Talent development emerged as a strong theme. Dotun Adeoye of AI in Nigeria highlighted that with 63% of Nigerians under 25, “the future depends on how early we train the next generation.” He called for structured AI clubs, industry–university partnerships, and practical training aligned with real infrastructure environments. “No matter how much we talk about infrastructure or data, we will need local talent to drive this,” he said.

Collaboration was repeatedly emphasized across speakers. Mike Salem of IHS noted that Africa will only progress “if infrastructure providers, carriers, hyperscalers, government, and investors work as an ecosystem,” adding that “no company can build AI infrastructure alone – collaboration is not optional.” NITDA’s Oladejo Olawumi reinforced the importance of data sovereignty, noting that “data is the currency on which AI runs,” and warning that Africa must ensure its strategic datasets remain local, trusted, and interoperable.

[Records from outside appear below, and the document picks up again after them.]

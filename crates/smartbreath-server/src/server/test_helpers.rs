//! Shared test helpers for the gRPC service test modules.
//!
//! Provides canned claims, pre-authenticated requests (as if they had passed
//! the interceptor), and seeded in-memory databases.

#![allow(clippy::unwrap_used)]

use tonic::Request;

use crate::auth::claims::{Claims, ROLE_SERVICE, ROLE_USER};
use crate::storage::{CreateUserParams, Database};

/// Claims for a human user, as the interceptor would inject them.
pub fn user_claims(user_id: &str, username: &str) -> Claims {
    Claims {
        jti: "test-jti".into(),
        sub: user_id.into(),
        username: username.into(),
        role: ROLE_USER.into(),
        iat: 0,
        exp: i64::MAX,
        token_type: "access".into(),
    }
}

/// Claims for a service-class ingestion credential.
pub fn service_claims(client_id: &str) -> Claims {
    Claims {
        role: ROLE_SERVICE.into(),
        ..user_claims(client_id, client_id)
    }
}

/// Build a request with claims already attached.
pub fn authed_request<T>(inner: T, claims: Claims) -> Request<T> {
    let mut req = Request::new(inner);
    req.extensions_mut().insert(claims);
    req
}

pub async fn test_db() -> Database {
    Database::open_in_memory().await.unwrap()
}

/// Seed user "alice" with id `u1`.
pub async fn seed_alice(db: &Database) {
    db.create_user(&CreateUserParams {
        id: "u1",
        username: "alice",
        email: "alice@example.com",
        password_hash: "hash123",
        first_name: "Alice",
        last_name: "Anders",
        date_of_birth: "1990-04-12",
        weight: 62.5,
        height: 168.0,
        gender: "Female",
    })
    .await
    .unwrap();
}

/// Seed user "bob" with id `u2`.
pub async fn seed_bob(db: &Database) {
    db.create_user(&CreateUserParams {
        id: "u2",
        username: "bob",
        email: "bob@example.com",
        password_hash: "hash456",
        first_name: "Bob",
        last_name: "Berg",
        date_of_birth: "1985-11-02",
        weight: 80.0,
        height: 181.0,
        gender: "Male",
    })
    .await
    .unwrap();
}

/// Seed machine `m1` ("bedside-01", model "SB-2000") owned by `u1`.
pub async fn seed_machine(db: &Database) {
    db.create_machine("m1", "bedside-01", "SB-2000", "u1")
        .await
        .unwrap();
}
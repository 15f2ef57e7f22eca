//! JWT token issuance and validation.

use jsonwebtoken::{DecodingKey, EncodingKey, Header, Validation};
use sha2::{Digest, Sha256};

use super::claims::{Claims, ROLE_SERVICE, ROLE_USER};

/// Manages JWT token creation and validation.
#[derive(Clone)]
pub struct JwtManager {
    encoding_key: EncodingKey,
    decoding_key: DecodingKey,
    access_ttl_secs: i64,
    refresh_ttl_secs: i64,
}

impl JwtManager {
    /// Create a new `JwtManager` with the given secret.
    pub fn new(secret: &[u8], access_ttl_secs: i64, refresh_ttl_secs: i64) -> Self {
        Self {
            encoding_key: EncodingKey::from_secret(secret),
            decoding_key: DecodingKey::from_secret(secret),
            access_ttl_secs,
            refresh_ttl_secs,
        }
    }

    /// Issue an access token for the given user.
    pub fn issue_access_token(
        &self,
        user_id: &str,
        username: &str,
    ) -> Result<(String, i64), jsonwebtoken::errors::Error> {
        let token = self.issue(user_id, username, ROLE_USER, "access", self.access_ttl_secs)?;
        Ok((token, self.access_ttl_secs))
    }

    /// Issue a refresh token for the given user. Returns the token and its
    /// expiry timestamp.
    pub fn issue_refresh_token(
        &self,
        user_id: &str,
        username: &str,
    ) -> Result<(String, i64), jsonwebtoken::errors::Error> {
        let now = now_secs();
        let token = self.issue(user_id, username, ROLE_USER, "refresh", self.refresh_ttl_secs)?;
        Ok((token, now + self.refresh_ttl_secs))
    }

    /// Issue a service-class access token for an ingestion client.
    ///
    /// Service credentials may read records on any machine but own nothing;
    /// they are minted by the operator, never via an RPC.
    pub fn issue_service_token(
        &self,
        client_id: &str,
        ttl_secs: i64,
    ) -> Result<String, jsonwebtoken::errors::Error> {
        self.issue(client_id, client_id, ROLE_SERVICE, "access", ttl_secs)
    }

    fn issue(
        &self,
        sub: &str,
        username: &str,
        role: &str,
        token_type: &str,
        ttl_secs: i64,
    ) -> Result<String, jsonwebtoken::errors::Error> {
        let now = now_secs();
        let claims = Claims {
            jti: uuid::Uuid::new_v4().to_string(),
            sub: sub.to_string(),
            username: username.to_string(),
            role: role.to_string(),
            iat: now,
            exp: now + ttl_secs,
            token_type: token_type.to_string(),
        };

        jsonwebtoken::encode(&Header::default(), &claims, &self.encoding_key)
    }

    /// Validate a token and return its claims.
    pub fn validate(&self, token: &str) -> Result<Claims, jsonwebtoken::errors::Error> {
        let data =
            jsonwebtoken::decode::<Claims>(token, &self.decoding_key, &Validation::default())?;
        Ok(data.claims)
    }

    /// Hash a token for storage (we don't store raw tokens).
    pub fn hash_token(token: &str) -> String {
        let mut hasher = Sha256::new();
        hasher.update(token.as_bytes());
        format!("{:x}", hasher.finalize())
    }
}

fn now_secs() -> i64 {
    #[allow(clippy::cast_possible_wrap)]
    let secs = std::time::SystemTime::now()
        .duration_since(std::time::UNIX_EPOCH)
        .unwrap_or_default()
        .as_secs() as i64;
    secs
}
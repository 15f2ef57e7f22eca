//! Shared gRPC utility helpers.
//!
//! Error classification is structural: status codes are chosen from typed
//! variants, never by inspecting message text. A denial from the access
//! guard is always `PERMISSION_DENIED`, kept distinct from `NOT_FOUND`
//! (resources are resolved before the guard runs).

use tonic::{Request, Status};
use tracing::warn;

use smartbreath_proto::prost_types;

use crate::access::{self, Access, Decision, Principal};
use crate::server::interceptor::extract_claims;
use crate::storage::DatabaseError;

/// Map a storage error to a gRPC status.
///
/// Full detail for unexpected failures goes to the server log only; the
/// caller sees a generic internal error.
#[allow(clippy::needless_pass_by_value)]
pub fn db_error_to_status(e: DatabaseError) -> Status {
    match e {
        DatabaseError::NotFound(what) => Status::not_found(format!("{what} not found")),
        DatabaseError::Conflict(what) => Status::already_exists(what),
        other => {
            warn!(error = %other, "Database error");
            Status::internal("Internal error")
        }
    }
}

/// Map a core validation error to `INVALID_ARGUMENT`.
#[allow(clippy::needless_pass_by_value)]
pub fn validation_to_status(e: smartbreath_core::Error) -> Status {
    match e {
        smartbreath_core::Error::Validation(msg) => Status::invalid_argument(msg),
    }
}

/// Resolve the authenticated principal from request extensions.
#[allow(clippy::result_large_err)]
pub fn principal<T>(req: &Request<T>) -> Result<Principal, Status> {
    Ok(Principal::from_claims(extract_claims(req)?))
}

/// Enforce a guard decision, mapping a denial to `PERMISSION_DENIED`.
#[allow(clippy::result_large_err)]
pub fn require(principal: &Principal, access: Access<'_>) -> Result<(), Status> {
    match access::authorize(principal, access) {
        Decision::Allow => Ok(()),
        Decision::Deny(reason) => Err(Status::permission_denied(reason)),
    }
}

/// Unix seconds as a protobuf timestamp.
pub const fn timestamp(secs: i64) -> prost_types::Timestamp {
    prost_types::Timestamp {
        seconds: secs,
        nanos: 0,
    }
}

#[cfg(test)]
mod tests {
    use tonic::Code;

    use super::*;

    #[test]
    fn not_found_maps_to_not_found() {
        let status = db_error_to_status(DatabaseError::NotFound("Machine m1".into()));
        assert_eq!(status.code(), Code::NotFound);
        assert!(status.message().contains("Machine m1"));
    }

    #[test]
    fn conflict_maps_to_already_exists() {
        let status = db_error_to_status(DatabaseError::Conflict("device_name taken".into()));
        assert_eq!(status.code(), Code::AlreadyExists);
    }

    #[test]
    fn query_errors_are_generic_internal() {
        let status = db_error_to_status(DatabaseError::Query("secret table detail".into()));
        assert_eq!(status.code(), Code::Internal);
        // Detail stays server-side
        assert_eq!(status.message(), "Internal error");
    }
}
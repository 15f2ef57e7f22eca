//! Data models for SmartBreath storage.

use serde::{Deserialize, Serialize};

/// Machine name applied by `reset_machine`.
pub const RESET_DEVICE_NAME: &str = "UNNAMED";

/// Machine name applied by `claim_machine` when the claimer supplies none.
pub const DEFAULT_DEVICE_NAME: &str = "MY-DEVICE";

#[derive(Debug, Clone, Serialize, Deserialize, sqlx::FromRow)]
pub struct User {
    pub id: String,
    pub username: String,
    pub email: String,
    pub password_hash: String,
    pub first_name: String,
    pub last_name: String,
    /// ISO date, YYYY-MM-DD.
    pub date_of_birth: String,
    pub weight: f64,
    pub height: f64,
    pub gender: String,
    pub created_at: i64,
    pub updated_at: i64,
}

#[derive(Debug, Clone, Serialize, Deserialize, sqlx::FromRow)]
pub struct Token {
    pub id: String,
    pub user_id: String,
    pub token_hash: String,
    pub expires_at: i64,
    pub revoked: i64,
    pub created_at: i64,
}

#[derive(Debug, Clone, Serialize, Deserialize, sqlx::FromRow)]
pub struct Machine {
    pub id: String,
    pub device_name: String,
    pub model: String,
    /// None for unowned (reset or never-claimed) machines.
    pub owner_id: Option<String>,
    pub registered_at: i64,
    pub updated_at: i64,
}

/// A machine row joined with its owner's identity summary.
#[derive(Debug, Clone, Serialize, Deserialize, sqlx::FromRow)]
pub struct MachineWithOwner {
    pub id: String,
    pub device_name: String,
    pub model: String,
    pub owner_id: Option<String>,
    pub registered_at: i64,
    pub updated_at: i64,
    pub owner_username: Option<String>,
    pub owner_email: Option<String>,
}

#[derive(Debug, Clone, Serialize, Deserialize, sqlx::FromRow)]
pub struct Record {
    pub id: String,
    pub machine_id: String,
    pub spo2: i64,
    pub fev1: f64,
    pub fvc: f64,
    pub pef: f64,
    /// Derived FEV1/FVC ratio, computed at insert time.
    pub fev1_fvc: f64,
    pub measured_at: i64,
    pub created_at: i64,
    pub updated_at: i64,
}
//! SmartBreath Core Library
//!
//! Shared functionality for SmartBreath components:
//! - Typed error taxonomy carried structurally across layers
//! - SQLite pool helpers and the `define_database!` macro
//! - Pagination contract for the measurement log
//! - Vital-sign range validation

pub mod db;
pub mod error;
pub mod pagination;
pub mod tracing_init;
pub mod vitals;

pub use error::{Error, Result};
pub use pagination::{Page, PageRequest, SortKey, SortOrder};
pub use vitals::Vitals;
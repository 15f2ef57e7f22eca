//! Tests for the `MachineService` gRPC implementation.

#![allow(clippy::unwrap_used)]

use tonic::Request;

use smartbreath_proto::v1::machine_service_server::MachineService;
use smartbreath_proto::v1::{
    CreateMachineRequest, GetMachineRequest, ListMachinesRequest, RegisterMachineRequest,
    RemoveMachineRequest, ResetMachineRequest, UpdateMachineRequest,
};

use super::machine_svc::MachineServiceImpl;
use super::test_helpers::{authed_request, seed_alice, seed_bob, seed_machine, test_db, user_claims};
use crate::storage::{DEFAULT_DEVICE_NAME, Database, RESET_DEVICE_NAME};

async fn setup() -> (MachineServiceImpl, Database) {
    let db = test_db().await;
    seed_alice(&db).await;
    let svc = MachineServiceImpl::new(db.clone());
    (svc, db)
}

fn create_req(device_name: &str, model: &str, owner_id: &str) -> CreateMachineRequest {
    CreateMachineRequest {
        device_name: device_name.into(),
        model: model.into(),
        owner_id: owner_id.into(),
    }
}

#[tokio::test]
async fn create_machine_joins_owner_summary() {
    let (svc, _db) = setup().await;

    let resp = svc
        .create_machine(Request::new(create_req("bedside-01", "SB-2000", "u1")))
        .await
        .unwrap()
        .into_inner();

    let machine = resp.machine.unwrap();
    assert_eq!(machine.device_name, "bedside-01");
    assert_eq!(machine.owner_id.as_deref(), Some("u1"));
    let owner = machine.owner.unwrap();
    assert_eq!(owner.username, "alice");
    assert_eq!(owner.email, "alice@example.com");
}

#[tokio::test]
async fn create_machine_for_missing_owner_is_not_found() {
    let (svc, _db) = setup().await;

    let err = svc
        .create_machine(Request::new(create_req("bedside-01", "SB-2000", "ghost")))
        .await
        .unwrap_err();

    assert_eq!(err.code(), tonic::Code::NotFound);
}

#[tokio::test]
async fn duplicate_device_name_is_conflict() {
    let (svc, _db) = setup().await;

    svc.create_machine(Request::new(create_req("bedside-01", "SB-2000", "u1")))
        .await
        .unwrap();

    let err = svc
        .create_machine(Request::new(create_req("bedside-01", "SB-3000", "u1")))
        .await
        .unwrap_err();

    assert_eq!(err.code(), tonic::Code::AlreadyExists);
}

#[tokio::test]
async fn duplicate_model_is_conflict() {
    let (svc, _db) = setup().await;

    svc.create_machine(Request::new(create_req("bedside-01", "SB-2000", "u1")))
        .await
        .unwrap();

    let err = svc
        .create_machine(Request::new(create_req("bedside-02", "SB-2000", "u1")))
        .await
        .unwrap_err();

    assert_eq!(err.code(), tonic::Code::AlreadyExists);
}

#[tokio::test]
async fn short_device_name_is_invalid() {
    let (svc, _db) = setup().await;

    let err = svc
        .create_machine(Request::new(create_req("ab", "SB-2000", "u1")))
        .await
        .unwrap_err();

    assert_eq!(err.code(), tonic::Code::InvalidArgument);
}

#[tokio::test]
async fn listing_is_scoped_to_the_caller() {
    let (svc, db) = setup().await;
    seed_bob(&db).await;
    seed_machine(&db).await;
    db.create_machine("m2", "bob-dev", "SB-3000", "u2")
        .await
        .unwrap();

    let resp = svc
        .list_machines(authed_request(
            ListMachinesRequest {},
            user_claims("u1", "alice"),
        ))
        .await
        .unwrap()
        .into_inner();

    assert_eq!(resp.machines.len(), 1);
    assert_eq!(resp.machines[0].id, "m1");
}

#[tokio::test]
async fn owner_reads_machine_foreigner_is_forbidden() {
    let (svc, db) = setup().await;
    seed_bob(&db).await;
    seed_machine(&db).await;

    let resp = svc
        .get_machine(authed_request(
            GetMachineRequest {
                machine_id: "m1".into(),
            },
            user_claims("u1", "alice"),
        ))
        .await
        .unwrap()
        .into_inner();
    assert_eq!(resp.machine.unwrap().device_name, "bedside-01");

    let err = svc
        .get_machine(authed_request(
            GetMachineRequest {
                machine_id: "m1".into(),
            },
            user_claims("u2", "bob"),
        ))
        .await
        .unwrap_err();
    assert_eq!(err.code(), tonic::Code::PermissionDenied);
}

#[tokio::test]
async fn missing_machine_is_not_found_not_forbidden() {
    let (svc, _db) = setup().await;

    let err = svc
        .get_machine(authed_request(
            GetMachineRequest {
                machine_id: "no-such-machine".into(),
            },
            user_claims("u1", "alice"),
        ))
        .await
        .unwrap_err();

    assert_eq!(err.code(), tonic::Code::NotFound);
}

#[tokio::test]
async fn owner_renames_machine() {
    let (svc, db) = setup().await;
    seed_machine(&db).await;

    let resp = svc
        .update_machine(authed_request(
            UpdateMachineRequest {
                machine_id: "m1".into(),
                device_name: "ward-7".into(),
            },
            user_claims("u1", "alice"),
        ))
        .await
        .unwrap()
        .into_inner();

    assert_eq!(resp.machine.unwrap().device_name, "ward-7");
}

#[tokio::test]
async fn rename_collision_is_conflict() {
    let (svc, db) = setup().await;
    seed_machine(&db).await;
    db.create_machine("m2", "bedside-02", "SB-3000", "u1")
        .await
        .unwrap();

    let err = svc
        .update_machine(authed_request(
            UpdateMachineRequest {
                machine_id: "m2".into(),
                device_name: "bedside-01".into(),
            },
            user_claims("u1", "alice"),
        ))
        .await
        .unwrap_err();

    assert_eq!(err.code(), tonic::Code::AlreadyExists);
}

#[tokio::test]
async fn rename_by_non_owner_is_forbidden() {
    let (svc, db) = setup().await;
    seed_bob(&db).await;
    seed_machine(&db).await;

    let err = svc
        .update_machine(authed_request(
            UpdateMachineRequest {
                machine_id: "m1".into(),
                device_name: "stolen".into(),
            },
            user_claims("u2", "bob"),
        ))
        .await
        .unwrap_err();

    assert_eq!(err.code(), tonic::Code::PermissionDenied);
}

#[tokio::test]
async fn reset_machine_purges_and_orphans() {
    let (svc, db) = setup().await;
    seed_machine(&db).await;
    let vitals = smartbreath_core::Vitals {
        spo2: 97,
        fev1: 3.2,
        fvc: 4.0,
        pef: 430.0,
    };
    db.create_record("r1", "m1", &vitals, None).await.unwrap();

    let resp = svc
        .reset_machine(authed_request(
            ResetMachineRequest {
                machine_id: "m1".into(),
            },
            user_claims("u1", "alice"),
        ))
        .await
        .unwrap()
        .into_inner();
    assert!(resp.reset);

    assert_eq!(db.count_records("m1").await.unwrap(), 0);
    let machine = db.get_machine("m1").await.unwrap();
    assert_eq!(machine.owner_id, None);
    assert_eq!(machine.device_name, RESET_DEVICE_NAME);
}

#[tokio::test]
async fn reset_by_non_owner_is_forbidden() {
    let (svc, db) = setup().await;
    seed_bob(&db).await;
    seed_machine(&db).await;

    let err = svc
        .reset_machine(authed_request(
            ResetMachineRequest {
                machine_id: "m1".into(),
            },
            user_claims("u2", "bob"),
        ))
        .await
        .unwrap_err();

    assert_eq!(err.code(), tonic::Code::PermissionDenied);
}

#[tokio::test]
async fn unowned_machine_cannot_be_reset_again() {
    let (svc, db) = setup().await;
    seed_machine(&db).await;
    db.reset_machine("m1").await.unwrap();

    // Nobody owns it now, so even the former owner is refused
    let err = svc
        .reset_machine(authed_request(
            ResetMachineRequest {
                machine_id: "m1".into(),
            },
            user_claims("u1", "alice"),
        ))
        .await
        .unwrap_err();

    assert_eq!(err.code(), tonic::Code::PermissionDenied);
}

#[tokio::test]
async fn claim_takes_ownership_with_custom_name() {
    let (svc, db) = setup().await;
    seed_bob(&db).await;
    seed_machine(&db).await;
    db.reset_machine("m1").await.unwrap();

    let resp = svc
        .register_machine(authed_request(
            RegisterMachineRequest {
                machine_id: "m1".into(),
                device_name: Some("bobs-device".into()),
            },
            user_claims("u2", "bob"),
        ))
        .await
        .unwrap()
        .into_inner();

    let machine = resp.machine.unwrap();
    assert_eq!(machine.owner_id.as_deref(), Some("u2"));
    assert_eq!(machine.device_name, "bobs-device");
}

#[tokio::test]
async fn claim_defaults_the_device_name() {
    let (svc, db) = setup().await;
    seed_machine(&db).await;
    db.reset_machine("m1").await.unwrap();

    let resp = svc
        .register_machine(authed_request(
            RegisterMachineRequest {
                machine_id: "m1".into(),
                device_name: None,
            },
            user_claims("u1", "alice"),
        ))
        .await
        .unwrap()
        .into_inner();

    assert_eq!(resp.machine.unwrap().device_name, DEFAULT_DEVICE_NAME);
}

#[tokio::test]
async fn claim_missing_machine_is_not_found() {
    let (svc, _db) = setup().await;

    let err = svc
        .register_machine(authed_request(
            RegisterMachineRequest {
                machine_id: "ghost".into(),
                device_name: None,
            },
            user_claims("u1", "alice"),
        ))
        .await
        .unwrap_err();

    assert_eq!(err.code(), tonic::Code::NotFound);
}

#[tokio::test]
async fn remove_machine_cascades_records() {
    let (svc, db) = setup().await;
    seed_machine(&db).await;
    let vitals = smartbreath_core::Vitals {
        spo2: 97,
        fev1: 3.2,
        fvc: 4.0,
        pef: 430.0,
    };
    db.create_record("r1", "m1", &vitals, None).await.unwrap();

    let resp = svc
        .remove_machine(authed_request(
            RemoveMachineRequest {
                machine_id: "m1".into(),
            },
            user_claims("u1", "alice"),
        ))
        .await
        .unwrap()
        .into_inner();
    assert!(resp.removed);

    assert!(db.get_machine("m1").await.is_err());
    assert!(db.get_record("r1").await.is_err());
}
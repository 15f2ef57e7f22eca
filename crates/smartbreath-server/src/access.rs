//! Ownership-scoped access control.
//!
//! Every gated RPC funnels through [`authorize`], a pure policy decision
//! comparing the authenticated principal against resource ownership. The
//! guard never touches the store and never builds transport errors; the gRPC
//! layer resolves the resource first (so "missing" stays `NOT_FOUND`) and
//! maps [`Decision::Deny`] to `PERMISSION_DENIED`.
//!
//! Listing endpoints do not consult the guard at all: they are scoped by
//! `WHERE owner_id = ?` with the authenticated principal's id, so a caller
//! can never widen a listing by supplying someone else's filter.

use crate::auth::claims::Claims;

/// The class of an authenticated principal.
#[derive(Debug, Clone, Copy, PartialEq, Eq)]
pub enum PrincipalClass {
    /// A human account.
    User,
    /// A designated ingestion/polling service credential. Grants a read-only
    /// bypass on record lookups, nothing more.
    Service,
}

/// The authenticated identity attached to an inbound request.
#[derive(Debug, Clone)]
pub struct Principal {
    pub id: String,
    pub class: PrincipalClass,
}

impl Principal {
    pub fn from_claims(claims: &Claims) -> Self {
        let class = if claims.is_service() {
            PrincipalClass::Service
        } else {
            PrincipalClass::User
        };
        Self {
            id: claims.sub.clone(),
            class,
        }
    }

    pub fn is_service(&self) -> bool {
        self.class == PrincipalClass::Service
    }
}

/// A resource-scoped operation to be authorized.
///
/// `owner_id` is the owning user of the machine the resource hangs off;
/// `None` means the machine is unowned (reset or never claimed), which
/// denies everyone except where a bypass applies.
#[derive(Debug, Clone, Copy)]
pub enum Access<'a> {
    /// Self-service user operations: profile read, update, delete.
    UserSelf { user_id: &'a str },
    /// Machine read/rename/reset/delete, and record reports.
    MachineOwner { owner_id: Option<&'a str> },
    /// Record reads: the machine owner, or any service-class principal.
    RecordRead { owner_id: Option<&'a str> },
    /// Record deletion: the machine owner only, no service bypass.
    RecordDelete { owner_id: Option<&'a str> },
}

/// Outcome of a policy check.
#[derive(Debug, Clone, Copy, PartialEq, Eq)]
pub enum Decision {
    Allow,
    /// Denied, with the reason surfaced to the caller.
    Deny(&'static str),
}

impl Decision {
    pub const fn is_allow(self) -> bool {
        matches!(self, Self::Allow)
    }
}

fn owns(principal: &Principal, owner_id: Option<&str>) -> bool {
    owner_id == Some(principal.id.as_str())
}

/// Evaluate the access policy for one principal/resource pair.
pub fn authorize(principal: &Principal, access: Access<'_>) -> Decision {
    match access {
        Access::UserSelf { user_id } => {
            if principal.id == user_id {
                Decision::Allow
            } else {
                Decision::Deny("You may only access your own profile")
            }
        }
        Access::MachineOwner { owner_id } => {
            if owns(principal, owner_id) {
                Decision::Allow
            } else {
                Decision::Deny("Not your machine")
            }
        }
        Access::RecordRead { owner_id } => {
            if principal.is_service() || owns(principal, owner_id) {
                Decision::Allow
            } else {
                Decision::Deny("Not your machine's records")
            }
        }
        Access::RecordDelete { owner_id } => {
            if owns(principal, owner_id) {
                Decision::Allow
            } else {
                Decision::Deny("Only the machine owner may delete records")
            }
        }
    }
}
//! SmartBreath Telemetry Server Library
//!
//! Core functionality for the SmartBreath backend:
//! - SQLite storage for users, tokens, machines, and measurement records
//! - JWT authentication and password hashing
//! - Ownership-scoped access control
//! - gRPC services (Auth, User, Machine, Record)
//! - PDF report rendering

pub mod access;
pub mod auth;
pub mod report;
pub mod server;
pub mod storage;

The session offered a rare cross-sector view of Africa’s AI readiness, examining the infrastructure gaps, investment needs, and policy frameworks required to support AI workloads at scale. Supported by Vertiv and the Association of Telecommunications Companies of Nigeria (ATCON), the forum signaled a stronger alignment between government, operators, and technology leaders on building the continent’s AI foundation.

Africa Hyperscalers continues to champion the collaboration needed to strengthen Africa’s digital backbone across data centers, cloud, connectivity, power systems, and AI infrastructure.